Het is niet zonder reden geweest dat ik u in mijn inleiding heb laten delen in mijn onderzoek van het gehele Gruuthusehandschrift, ‘het leven van de tekst’ in een zeer algemene en wat vlottende zin. Immers door dit onderzoek is het mogelijk geworden de speciale spreek- en levenssituatie bij de speciale tekst van het lied van ‘Aloeette’ te herkennen. Wij begrijpen nu niet alleen ten volle de ‘mededelingsinhoud’, van de woorden, maar wij voelen ons ook ten zeerste in ons lezersleven verrijkt door het immanente poëtische leven dat de tekst, gelezen tegen zijn ‘historische’ achtergrond, in veel sterkere mate blijkt te
| |
| |
bezitten dan wij bij een geïsoleerde, ‘buitentijdelijke’ aanbieding, bijv. door een bloemlezing waarin de dichter onbekend heette, vermoeden konden. Het lied is door het onderzoek niet alleen veel duidelijker, maar ook veel ‘mooier’ geworden, en het tweede hangt met het eerste samen: het kon ‘mooier’ worden doordat het duidelijker werd. Jan Moritoen heeft zich in zijn tekst zo volledig uitgesproken, dat wij ons al lezende, ondanks een afstand van zoveel eeuwen, volledig met hem kunnen identificeren, een woordelijk meegedeeld leven kunnen wij nu woordelijk meebeleven. Maar zijn woorden krijgen die volledige beleefbaarheid voor ons pas door een historisch onderzoek, dat aan andere teksten ontleende, en van het standpunt van onze liedtekst dus buitentextueel te noemen, gegevens in ons bewustzijn heeft gebracht.

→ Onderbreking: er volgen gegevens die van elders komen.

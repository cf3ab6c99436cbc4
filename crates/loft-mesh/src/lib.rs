#![warn(missing_docs)]

//! Triangle boundary meshes for the loft pipeline.
//!
//! A [`SolidMesh`] is the flattened solid representation exchanged with
//! the surrounding application and fed to the boolean engine: packed
//! vertex positions plus packed triangle indices. Normals are never
//! stored; they are recomputed on demand, so serialization is exactly
//! `{vertices, indices}` and is lossless.

mod aabb;
mod weld;

pub use aabb::Aabb3;
pub use weld::weld_mesh;

use std::collections::HashMap;

use loft_math::{Point3, Vec3};
use serde::{Deserialize, Serialize};

/// A triangulated boundary mesh: packed `(x, y, z)` vertex triples and
/// packed triangle-index triples.
///
/// This is also the persisted feature-cache shape; loading one back
/// recovers the solid exactly.
#[derive(Debug, Clone, Default, PartialEq, Serialize, Deserialize)]
pub struct SolidMesh {
    /// Flat vertex positions: `[x0, y0, z0, x1, y1, z1, ...]`.
    pub vertices: Vec<f64>,
    /// Flat triangle indices: `[i0, i1, i2, ...]`.
    pub indices: Vec<u32>,
}

impl SolidMesh {
    /// Create an empty mesh.
    pub fn new() -> Self {
        Self::default()
    }

    /// Number of vertices.
    pub fn num_vertices(&self) -> usize {
        self.vertices.len() / 3
    }

    /// Number of triangles.
    pub fn num_triangles(&self) -> usize {
        self.indices.len() / 3
    }

    /// True if the mesh carries no triangles.
    pub fn is_empty(&self) -> bool {
        self.indices.is_empty()
    }

    /// Position of vertex `i`.
    pub fn position(&self, i: usize) -> Point3 {
        Point3::new(
            self.vertices[i * 3],
            self.vertices[i * 3 + 1],
            self.vertices[i * 3 + 2],
        )
    }

    /// Append a vertex, returning its index.
    pub fn push_vertex(&mut self, p: Point3) -> u32 {
        let idx = self.num_vertices() as u32;
        self.vertices.extend_from_slice(&[p.x, p.y, p.z]);
        idx
    }

    /// Append a triangle as three fresh vertices.
    ///
    /// Duplicates are expected; call [`weld_mesh`] afterwards to restore
    /// shared topology.
    pub fn push_triangle(&mut self, a: Point3, b: Point3, c: Point3) {
        let i = self.push_vertex(a);
        let j = self.push_vertex(b);
        let k = self.push_vertex(c);
        self.indices.extend_from_slice(&[i, j, k]);
    }

    /// Merge another mesh into this one (plain append, no welding).
    pub fn merge(&mut self, other: &SolidMesh) {
        let offset = self.num_vertices() as u32;
        self.vertices.extend_from_slice(&other.vertices);
        self.indices.extend(other.indices.iter().map(|&i| i + offset));
    }

    /// Reverse the orientation of every triangle.
    pub fn flip_orientation(&mut self) {
        for tri in self.indices.chunks_mut(3) {
            tri.swap(1, 2);
        }
    }

    /// Axis-aligned bounding box of all vertices.
    pub fn aabb(&self) -> Aabb3 {
        let mut aabb = Aabb3::empty();
        for i in 0..self.num_vertices() {
            aabb.include_point(&self.position(i));
        }
        aabb
    }

    /// Signed volume via the divergence theorem (positive for outward
    /// oriented closed meshes).
    pub fn signed_volume(&self) -> f64 {
        let mut vol = 0.0;
        for tri in self.indices.chunks(3) {
            let a = self.position(tri[0] as usize);
            let b = self.position(tri[1] as usize);
            let c = self.position(tri[2] as usize);
            vol += a.coords.dot(&b.coords.cross(&c.coords));
        }
        vol / 6.0
    }

    /// Recompute area-weighted per-vertex normals.
    ///
    /// Returned flat array has the same layout as [`SolidMesh::vertices`].
    /// This is the only source of normals in the pipeline; boolean results
    /// and loaded solids go through here.
    pub fn vertex_normals(&self) -> Vec<f64> {
        let mut normals = vec![Vec3::zeros(); self.num_vertices()];
        for tri in self.indices.chunks(3) {
            let a = self.position(tri[0] as usize);
            let b = self.position(tri[1] as usize);
            let c = self.position(tri[2] as usize);
            // Cross product magnitude carries the area weighting
            let n = (b - a).cross(&(c - a));
            for &i in tri {
                normals[i as usize] += n;
            }
        }
        let mut out = Vec::with_capacity(self.vertices.len());
        for n in normals {
            let len = n.norm();
            let n = if len > 1e-12 { n / len } else { Vec3::zeros() };
            out.extend_from_slice(&[n.x, n.y, n.z]);
        }
        out
    }

    /// Axis-aligned box from its minimum corner and per-axis extents,
    /// outward oriented, with 8 shared vertices and 12 triangles.
    pub fn axis_box(corner: Point3, extent: Vec3) -> SolidMesh {
        let (x, y, z) = (corner.x, corner.y, corner.z);
        let (w, d, h) = (extent.x, extent.y, extent.z);
        let mut mesh = SolidMesh::new();
        for &(dx, dy, dz) in &[
            (0.0, 0.0, 0.0),
            (w, 0.0, 0.0),
            (w, d, 0.0),
            (0.0, d, 0.0),
            (0.0, 0.0, h),
            (w, 0.0, h),
            (w, d, h),
            (0.0, d, h),
        ] {
            mesh.push_vertex(Point3::new(x + dx, y + dy, z + dz));
        }
        mesh.indices.extend_from_slice(&[
            0, 2, 1, 0, 3, 2, // bottom (-z)
            4, 5, 6, 4, 6, 7, // top (+z)
            0, 1, 5, 0, 5, 4, // front (-y)
            2, 3, 7, 2, 7, 6, // back (+y)
            0, 4, 7, 0, 7, 3, // left (-x)
            1, 2, 6, 1, 6, 5, // right (+x)
        ]);
        mesh
    }

    /// Check that the mesh is a closed 2-manifold surface.
    ///
    /// Every undirected edge must be shared by exactly two triangles.
    /// The mesh must already be welded; positions are not compared here,
    /// only indices.
    pub fn is_manifold(&self) -> bool {
        if self.is_empty() {
            return false;
        }
        let mut edge_counts: HashMap<(u32, u32), u32> = HashMap::new();
        for tri in self.indices.chunks(3) {
            for &(i, j) in &[(0, 1), (1, 2), (2, 0)] {
                let a = tri[i];
                let b = tri[j];
                if a == b {
                    return false;
                }
                let key = if a < b { (a, b) } else { (b, a) };
                *edge_counts.entry(key).or_insert(0) += 1;
            }
        }
        edge_counts.values().all(|&count| count == 2)
    }
}

#[cfg(test)]
mod tests {
    use super::*;
    use approx::assert_relative_eq;

    fn cube(corner: Point3, size: f64) -> SolidMesh {
        SolidMesh::axis_box(corner, Vec3::new(size, size, size))
    }

    #[test]
    fn test_cube_is_manifold() {
        let mesh = cube(Point3::origin(), 1.0);
        assert_eq!(mesh.num_vertices(), 8);
        assert_eq!(mesh.num_triangles(), 12);
        assert!(mesh.is_manifold());
    }

    #[test]
    fn test_cube_volume() {
        let mesh = cube(Point3::origin(), 2.0);
        assert_relative_eq!(mesh.signed_volume(), 8.0, epsilon = 1e-9);
    }

    #[test]
    fn test_open_mesh_not_manifold() {
        let mut mesh = cube(Point3::origin(), 1.0);
        // Drop one triangle: three edges become boundary edges
        mesh.indices.truncate(mesh.indices.len() - 3);
        assert!(!mesh.is_manifold());
    }

    #[test]
    fn test_empty_mesh_not_manifold() {
        assert!(!SolidMesh::new().is_manifold());
    }

    #[test]
    fn test_aabb() {
        let mesh = cube(Point3::new(-1.0, 0.0, 2.0), 3.0);
        let aabb = mesh.aabb();
        assert_eq!(aabb.min, Point3::new(-1.0, 0.0, 2.0));
        assert_eq!(aabb.max, Point3::new(2.0, 3.0, 5.0));
    }

    #[test]
    fn test_merge_offsets_indices() {
        let mut a = cube(Point3::origin(), 1.0);
        let b = cube(Point3::new(5.0, 0.0, 0.0), 1.0);
        a.merge(&b);
        assert_eq!(a.num_vertices(), 16);
        assert_eq!(a.num_triangles(), 24);
        assert!(a.indices[36..].iter().all(|&i| i >= 8));
    }

    #[test]
    fn test_vertex_normals_unit_length() {
        let mesh = cube(Point3::origin(), 1.0);
        let normals = mesh.vertex_normals();
        assert_eq!(normals.len(), mesh.vertices.len());
        for n in normals.chunks(3) {
            let len = (n[0] * n[0] + n[1] * n[1] + n[2] * n[2]).sqrt();
            assert_relative_eq!(len, 1.0, epsilon = 1e-9);
        }
    }

    #[test]
    fn test_serde_round_trip_positions_and_indices_only() {
        let mesh = cube(Point3::origin(), 1.0);
        let json = serde_json::to_string(&mesh).unwrap();
        assert!(json.contains("\"vertices\""));
        assert!(json.contains("\"indices\""));
        assert!(!json.contains("normal"));
        let back: SolidMesh = serde_json::from_str(&json).unwrap();
        assert_eq!(back, mesh);
        // Normals come back by recomputation
        assert_eq!(back.vertex_normals().len(), mesh.vertices.len());
    }
}
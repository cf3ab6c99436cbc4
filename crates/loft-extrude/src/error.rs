//! Extrusion errors.

use thiserror::Error;

/// Errors produced by the extrusion and revolve builders.
#[derive(Debug, Error)]
pub enum ExtrudeError {
    /// The sketch yields no usable closed profile, or the parameters
    /// describe a degenerate solid.
    #[error("invalid profile: {0}")]
    InvalidProfile(String),

    /// The cross-section builder rejected the profiles.
    #[error(transparent)]
    Csg(#[from] loft_csg::CsgError),
}

/// Convenience alias for extrusion results.
pub type Result<T> = std::result::Result<T, ExtrudeError>;
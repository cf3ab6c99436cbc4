//! Axis-aligned bounding boxes.

use loft_math::Point3;

/// An axis-aligned bounding box in 3D.
#[derive(Debug, Clone, Copy, PartialEq)]
pub struct Aabb3 {
    /// Minimum corner.
    pub min: Point3,
    /// Maximum corner.
    pub max: Point3,
}

impl Aabb3 {
    /// An empty box (min > max) that any point will expand.
    pub fn empty() -> Self {
        Self {
            min: Point3::new(f64::INFINITY, f64::INFINITY, f64::INFINITY),
            max: Point3::new(f64::NEG_INFINITY, f64::NEG_INFINITY, f64::NEG_INFINITY),
        }
    }

    /// True if no point has been included.
    pub fn is_empty(&self) -> bool {
        self.min.x > self.max.x
    }

    /// Grow to include a point.
    pub fn include_point(&mut self, p: &Point3) {
        for i in 0..3 {
            if p[i] < self.min[i] {
                self.min[i] = p[i];
            }
            if p[i] > self.max[i] {
                self.max[i] = p[i];
            }
        }
    }

    /// Grow uniformly by `margin` on every side.
    pub fn expand(&self, margin: f64) -> Self {
        Self {
            min: Point3::new(self.min.x - margin, self.min.y - margin, self.min.z - margin),
            max: Point3::new(self.max.x + margin, self.max.y + margin, self.max.z + margin),
        }
    }

    /// True if the two boxes intersect (touching counts).
    pub fn overlaps(&self, other: &Aabb3) -> bool {
        if self.is_empty() || other.is_empty() {
            return false;
        }
        (0..3).all(|i| self.min[i] <= other.max[i] && other.min[i] <= self.max[i])
    }
}
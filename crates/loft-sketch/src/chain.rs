//! Profile extraction: tessellation and endpoint chaining.

use std::collections::VecDeque;

use loft_math::Point2;
use tracing::debug;

use crate::element::{Point2D, SketchElement};

/// Squared endpoint gap below which two tessellated segments chain.
const CHAIN_TOLERANCE_SQ: f64 = 1e-4;

/// Tessellation density for curved elements.
#[derive(Debug, Clone, Copy)]
pub struct CurveResolution {
    /// Segments used for a full circle.
    pub circle_segments: usize,
    /// Segments used for an arc.
    pub arc_segments: usize,
}

impl Default for CurveResolution {
    fn default() -> Self {
        Self {
            circle_segments: 32,
            arc_segments: 24,
        }
    }
}

/// Orientation of a closed profile.
#[derive(Debug, Clone, Copy, PartialEq, Eq)]
pub enum Winding {
    /// Counterclockwise, positive signed area.
    Ccw,
    /// Clockwise, negative signed area.
    Cw,
}

/// A closed polygonal loop in sketch coordinates.
///
/// The closing edge from the last point back to the first is implicit;
/// the first point is not repeated.
#[derive(Debug, Clone, PartialEq)]
pub struct Profile {
    /// Loop vertices in order, at least three.
    pub points: Vec<Point2>,
}

impl Profile {
    /// Signed area by the shoelace formula. Positive for CCW loops.
    pub fn signed_area(&self) -> f64 {
        let n = self.points.len();
        let mut area = 0.0;
        for i in 0..n {
            let a = self.points[i];
            let b = self.points[(i + 1) % n];
            area += a.x * b.y - b.x * a.y;
        }
        area / 2.0
    }

    /// Loop orientation.
    pub fn winding(&self) -> Winding {
        if self.signed_area() >= 0.0 {
            Winding::Ccw
        } else {
            Winding::Cw
        }
    }

    /// Reverse the loop in place, flipping its winding.
    pub fn reverse(&mut self) {
        self.points.reverse();
    }

    /// Centroid of the loop vertices.
    pub fn vertex_centroid(&self) -> Point2 {
        let n = self.points.len() as f64;
        let sum = self
            .points
            .iter()
            .fold((0.0, 0.0), |acc, p| (acc.0 + p.x, acc.1 + p.y));
        Point2::new(sum.0 / n, sum.1 / n)
    }

    /// Point-in-polygon test by ray casting.
    pub fn contains(&self, p: &Point2) -> bool {
        let n = self.points.len();
        let mut inside = false;
        let mut j = n - 1;
        for i in 0..n {
            let a = self.points[i];
            let b = self.points[j];
            if (a.y > p.y) != (b.y > p.y)
                && p.x < (b.x - a.x) * (p.y - a.y) / (b.y - a.y) + a.x
            {
                inside = !inside;
            }
            j = i;
        }
        inside
    }
}

/// A tessellated element: a point run and whether it closes on itself.
struct Strand {
    points: Vec<Point2>,
    closed: bool,
}

/// Extract closed profiles from a set of sketch elements.
///
/// Every element is lowered to a point run first. Runs that close on
/// themselves (circles, rectangles, polylines whose first and last
/// points coincide) become profiles directly; open runs are chained
/// end-to-end by endpoint proximity and kept only if the chain returns
/// to its start. Elements that chain into nothing closed are dropped.
pub fn extract_profiles(elements: &[SketchElement], resolution: CurveResolution) -> Vec<Profile> {
    let mut closed = Vec::new();
    let mut open = Vec::new();
    for element in elements {
        if let Some(strand) = tessellate(element, resolution) {
            if strand.closed {
                closed.push(strand.points);
            } else {
                open.push(strand.points);
            }
        }
    }

    let mut profiles: Vec<Profile> = closed
        .into_iter()
        .filter(|points| points.len() >= 3)
        .map(|points| Profile { points })
        .collect();
    profiles.extend(chain_open_strands(open));
    debug!(
        elements = elements.len(),
        profiles = profiles.len(),
        "extracted profiles"
    );
    profiles
}

fn tessellate(element: &SketchElement, resolution: CurveResolution) -> Option<Strand> {
    match element {
        SketchElement::Line { start, end } => Some(Strand {
            points: vec![to_p2(start), to_p2(end)],
            closed: false,
        }),
        SketchElement::Circle { center, radius } => {
            let n = resolution.circle_segments.max(3);
            let points = (0..n)
                .map(|i| {
                    let angle = 2.0 * std::f64::consts::PI * i as f64 / n as f64;
                    Point2::new(
                        center.x + radius * angle.cos(),
                        center.y + radius * angle.sin(),
                    )
                })
                .collect();
            Some(Strand {
                points,
                closed: true,
            })
        }
        SketchElement::Arc {
            center,
            radius,
            start_angle,
            end_angle,
        } => {
            let mut span = end_angle - start_angle;
            if span <= 0.0 {
                span += 2.0 * std::f64::consts::PI;
            }
            let n = resolution.arc_segments.max(1);
            let points = (0..=n)
                .map(|i| {
                    let angle = start_angle + span * i as f64 / n as f64;
                    Point2::new(
                        center.x + radius * angle.cos(),
                        center.y + radius * angle.sin(),
                    )
                })
                .collect();
            Some(Strand {
                points,
                closed: false,
            })
        }
        SketchElement::Rectangle {
            corner,
            width,
            height,
        } => Some(Strand {
            points: vec![
                Point2::new(corner.x, corner.y),
                Point2::new(corner.x + width, corner.y),
                Point2::new(corner.x + width, corner.y + height),
                Point2::new(corner.x, corner.y + height),
            ],
            closed: true,
        }),
        SketchElement::Polyline { points } | SketchElement::Spline { points } => {
            if points.len() < 2 {
                return None;
            }
            let mut pts: Vec<Point2> = points.iter().map(to_p2).collect();
            let closes = pts.len() > 3
                && dist_sq(&pts[0], pts.last().unwrap()) <= CHAIN_TOLERANCE_SQ;
            if closes {
                pts.pop();
            }
            Some(Strand {
                points: pts,
                closed: closes,
            })
        }
        SketchElement::Dimension { .. } => None,
    }
}

/// How an unused run attaches to the growing chain.
struct Link {
    index: usize,
    at_tail: bool,
    use_start: bool,
    dist_sq: f64,
}

/// Chain open point runs into closed loops by endpoint proximity.
///
/// Worklist over the strand arena with a used bitset: seed a chain with
/// the first unused run, then repeatedly attach the unused run whose
/// endpoint lies nearest to either free end of the chain (both
/// orientations tried). A finished chain is kept only when its two ends
/// coincide.
fn chain_open_strands(strands: Vec<Vec<Point2>>) -> Vec<Profile> {
    let mut used = vec![false; strands.len()];
    let mut profiles = Vec::new();

    for seed in 0..strands.len() {
        if used[seed] {
            continue;
        }
        used[seed] = true;
        let mut chain: VecDeque<Point2> = strands[seed].iter().copied().collect();

        while let Some(link) = nearest_link(&chain, &strands, &used) {
            used[link.index] = true;
            let strand = &strands[link.index];
            let n = strand.len();
            match (link.at_tail, link.use_start) {
                // Strand start touches the tail: append forward
                (true, true) => chain.extend(strand[1..].iter().copied()),
                // Strand end touches the tail: append reversed
                (true, false) => chain.extend(strand.iter().rev().skip(1).copied()),
                // Strand end touches the head: prepend forward
                (false, false) => {
                    for p in strand[..n - 1].iter().rev() {
                        chain.push_front(*p);
                    }
                }
                // Strand start touches the head: prepend reversed
                (false, true) => {
                    for p in &strand[1..] {
                        chain.push_front(*p);
                    }
                }
            }
        }

        let head = chain[0];
        let tail = *chain.back().unwrap();
        if chain.len() >= 4 && dist_sq(&head, &tail) <= CHAIN_TOLERANCE_SQ {
            chain.pop_back();
            profiles.push(Profile {
                points: chain.into_iter().collect(),
            });
        } else {
            debug!(points = chain.len(), "dropping open chain");
        }
    }
    profiles
}

/// Closest attachable strand endpoint across both chain ends, within
/// the chain tolerance.
fn nearest_link(chain: &VecDeque<Point2>, strands: &[Vec<Point2>], used: &[bool]) -> Option<Link> {
    let head = chain[0];
    let tail = *chain.back().unwrap();
    let mut best: Option<Link> = None;

    for (index, strand) in strands.iter().enumerate() {
        if used[index] {
            continue;
        }
        let start = strand[0];
        let end = *strand.last().unwrap();
        let candidates = [
            (true, true, dist_sq(&tail, &start)),
            (true, false, dist_sq(&tail, &end)),
            (false, false, dist_sq(&head, &end)),
            (false, true, dist_sq(&head, &start)),
        ];
        for (at_tail, use_start, d) in candidates {
            if d <= CHAIN_TOLERANCE_SQ && best.as_ref().map_or(true, |b| d < b.dist_sq) {
                best = Some(Link {
                    index,
                    at_tail,
                    use_start,
                    dist_sq: d,
                });
            }
        }
    }
    best
}

fn to_p2(p: &Point2D) -> Point2 {
    Point2::new(p.x, p.y)
}

fn dist_sq(a: &Point2, b: &Point2) -> f64 {
    let dx = a.x - b.x;
    let dy = a.y - b.y;
    dx * dx + dy * dy
}
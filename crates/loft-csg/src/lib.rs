#![warn(missing_docs)]

//! Boolean solid modeling for the loft pipeline.
//!
//! Solids arrive as welded [`loft_mesh::SolidMesh`]es, get lifted into
//! BSP trees of convex polygons, and are combined with the classic
//! clip-and-merge recipes. Results come back as welded triangle meshes
//! with normals left to the mesh layer to recompute.
//!
//! The crate also hosts the native cross-section extruder used by the
//! robust extrusion path, since it shares the polygon plumbing and the
//! cap triangulator.

mod api;
mod bsp;
mod convert;
mod cross_section;
mod error;
mod ops;
mod triangulate;

pub use api::{BooleanOp, CsgBackend};
pub use cross_section::extrude_cross_section;
pub use error::{CsgError, Result};
pub use triangulate::triangulate_with_holes;
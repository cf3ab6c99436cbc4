//! Sketch-layer errors.

use thiserror::Error;

/// Errors produced by the sketch layer.
#[derive(Debug, Error)]
pub enum SketchError {
    /// The axes supplied for a custom plane frame are not orthonormal.
    #[error("invalid plane frame: {0}")]
    InvalidFrame(String),
}

/// Convenience alias for sketch results.
pub type Result<T> = std::result::Result<T, SketchError>;
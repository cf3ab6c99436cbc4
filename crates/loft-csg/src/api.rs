//! Public boolean API.

use loft_math::Tolerance;
use loft_mesh::{weld_mesh, SolidMesh};
use tracing::debug;

use crate::convert::{mesh_to_polygons, polygons_to_mesh};
use crate::error::{CsgError, Result};
use crate::ops;

/// A boolean operation between two solids.
#[derive(Debug, Clone, Copy, PartialEq, Eq)]
pub enum BooleanOp {
    /// Material of either operand.
    Union,
    /// Material of the first operand minus the second.
    Difference,
    /// Material common to both operands.
    Intersection,
}

/// Handle to the boolean engine.
///
/// Construction is cheap; the engine layer keeps one instance alive for
/// the life of the service and hands out shared references.
#[derive(Debug, Clone)]
pub struct CsgBackend {
    weld_tolerance: f64,
}

impl CsgBackend {
    /// Backend with the default weld tolerance.
    pub fn new() -> Self {
        Self {
            weld_tolerance: Tolerance::DEFAULT.linear,
        }
    }

    /// Apply `op` to two solids.
    ///
    /// Both operands are welded and must be closed manifolds. Solids
    /// whose bounding boxes are disjoint short-circuit: a union is a
    /// plain merge, while a difference or intersection that cannot
    /// remove or share material is reported as [`CsgError::EmptyResult`].
    pub fn boolean(&self, op: BooleanOp, a: &SolidMesh, b: &SolidMesh) -> Result<SolidMesh> {
        let a = weld_mesh(a, self.weld_tolerance);
        let b = weld_mesh(b, self.weld_tolerance);
        if !a.is_manifold() {
            return Err(CsgError::NonManifoldInput { operand: "first" });
        }
        if !b.is_manifold() {
            return Err(CsgError::NonManifoldInput { operand: "second" });
        }

        if !a.aabb().expand(self.weld_tolerance).overlaps(&b.aabb()) {
            debug!(?op, "operands disjoint, short-circuiting");
            return match op {
                BooleanOp::Union => {
                    let mut merged = a.clone();
                    merged.merge(&b);
                    Ok(merged)
                }
                BooleanOp::Difference | BooleanOp::Intersection => Err(CsgError::EmptyResult),
            };
        }

        let pa = mesh_to_polygons(&a);
        let pb = mesh_to_polygons(&b);
        debug!(?op, a_polys = pa.len(), b_polys = pb.len(), "running boolean");
        let result = match op {
            BooleanOp::Union => ops::union(pa, pb),
            BooleanOp::Difference => ops::difference(pa, pb),
            BooleanOp::Intersection => ops::intersection(pa, pb),
        };

        let mesh = polygons_to_mesh(&result, self.weld_tolerance);
        if mesh.is_empty() {
            return Err(CsgError::EmptyResult);
        }
        debug!(
            vertices = mesh.num_vertices(),
            triangles = mesh.num_triangles(),
            "boolean complete"
        );
        Ok(mesh)
    }
}

impl Default for CsgBackend {
    fn default() -> Self {
        Self::new()
    }
}
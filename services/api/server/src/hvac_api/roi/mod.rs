pub mod errors;
pub mod handler;
pub mod models;
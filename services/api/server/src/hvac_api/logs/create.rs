use axum::Json;
use axum::extract::State;
use axum::http::StatusCode;

use crate::AppState;
use crate::hvac_api::error_recorder::ErrorRecorder;
use crate::shared::extractors::request_id::RequestId;
use crate::shared::extractors::validations::ValidatedPayload;

use super::errors::{self, HandlerResult};
use super::models::{CreateLogRequest, LogRecord};

const HANDLER_NAME: &str = "logs_create";

/// Record a maintenance event
///
/// The building is created on the fly if it does not exist yet. Without a
/// timestamp the log is stamped with the current time.
#[utoipa::path(
    post,
    path = "/logs",
    request_body = CreateLogRequest,
    responses(
        (status = 200, description = "Created maintenance log", body = LogRecord),
        (status = 400, description = "Malformed or invalid body"),
        (status = 500, description = "Internal server error"),
    ),
    tag = "logs",
)]
#[tracing::instrument(skip_all, name = "logs_create")]
pub async fn handler(
    State(state): State<AppState>,
    RequestId(request_id): RequestId,
    ValidatedPayload(payload): ValidatedPayload<CreateLogRequest>,
) -> HandlerResult<(StatusCode, Json<LogRecord>)> {
    tracing::info!(
        building_name = %payload.building_name,
        maintenance_type = %payload.maintenance_type,
        energy_draw_kw = %payload.energy_draw_kw,
        timestamp = ?payload.timestamp,
        request_id = %request_id,
        "Create maintenance log request",
    );

    if !payload.maintenance_type.is_known() {
        tracing::debug!(
            maintenance_type = %payload.maintenance_type,
            "Keeping unrecognised maintenance type label",
        );
    }

    state.metrics.record_request(HANDLER_NAME);
    let recorder = ErrorRecorder::new(&state.metrics, HANDLER_NAME, &request_id);

    let created = state.gateway.create_log(payload.into()).await.map_err(|e| {
        let err = errors::Error::from_create(e);
        recorder.record(err.metric_code(), err)
    })?;

    Ok((StatusCode::OK, Json(created.into())))
}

Maar als ik zeg dat het lied voor mij, doordat ik de juiste interpretatie heb ontdekt, veel ‘mooier’ is geworden, houdt dit in dat ik het vroeger, bij een onjuiste interpretatie, toch ook al op een bepaalde manier ‘mooi’ heb gevonden, minder ‘mooi’ dan nu stellig, maar niettemin ‘poëtisch levend’. Ik kende het, toen ik mijn ontdekking deed, al meer dan veertig jaar, ik kende het, zonder dat ik daar ooit speciale moeite voor had gedaan, zelfs van buiten, d.w.z. het ‘sprak’ als tekst ‘vanzelf’ in mij door, het was inderdaad mijn ‘levende bezit’. En nu moet ik mij de vraag stellen: hoe kon dit lied een ‘levende tekst’ voor mij zijn zonder dat ik het werkelijk begreep? hoe kon dit lied een in woorden bewaard leven aan mijn lezersleven toevoegen terwijl de eigenlijke ‘mededelingsinhoud’ van de woorden mij ontging? Ik stond in mijn onbegrip niet alleen, integendeel ik bevond mij in het gezelschap van de beste literatuurkenners. Iedereen vatte ‘Aloeette’ op als een natuurlied, als, om de woorden van Nelly Geerts te gebruiken, ‘das Lied an die Lerche’. Niemand werd daarbij gehinderd door de omstandigheid dat die strofe met de ‘nider boos’ en de ‘minlic hertzen’ dan in feite nergens op sloeg. Laat ik van alle gequalificeerde filologen, die zich in geschrifte rekenschap hebben gegeven van het lied en het literair hebben trachten te ‘plaatsen’, hier alleen Van Mierlo citeren. Hij schrijft, na eerst enkele andere liederen uit het liedboek genoemd te hebben: ‘En daartusschen wiekt het lieve lied omhoog tot den leeuwerik: Aloeette, voghel clein..., een niet onverdienstelijk voorspel op Shelley, of liever op Gezelle’. Van Mierlo
| |
| |
spreekt van ‘het lieve lied’, de over het algemeen nogal nuchtere Nelly Geerts zelfs van ‘eine kleine Perle’. Het is evident dat het lied van ‘Aloeette’ voor generaties van lezers een heel speciaal, tot persoonlijke gevoelsreacties inspirerend leven heeft bezeten, terwijl men er een radicaal verkeerde ‘mededelingsinhoud’ aan toekende. Hoe kan dat? Waarop berust dan eigenlijk ‘het leven van een tekst’?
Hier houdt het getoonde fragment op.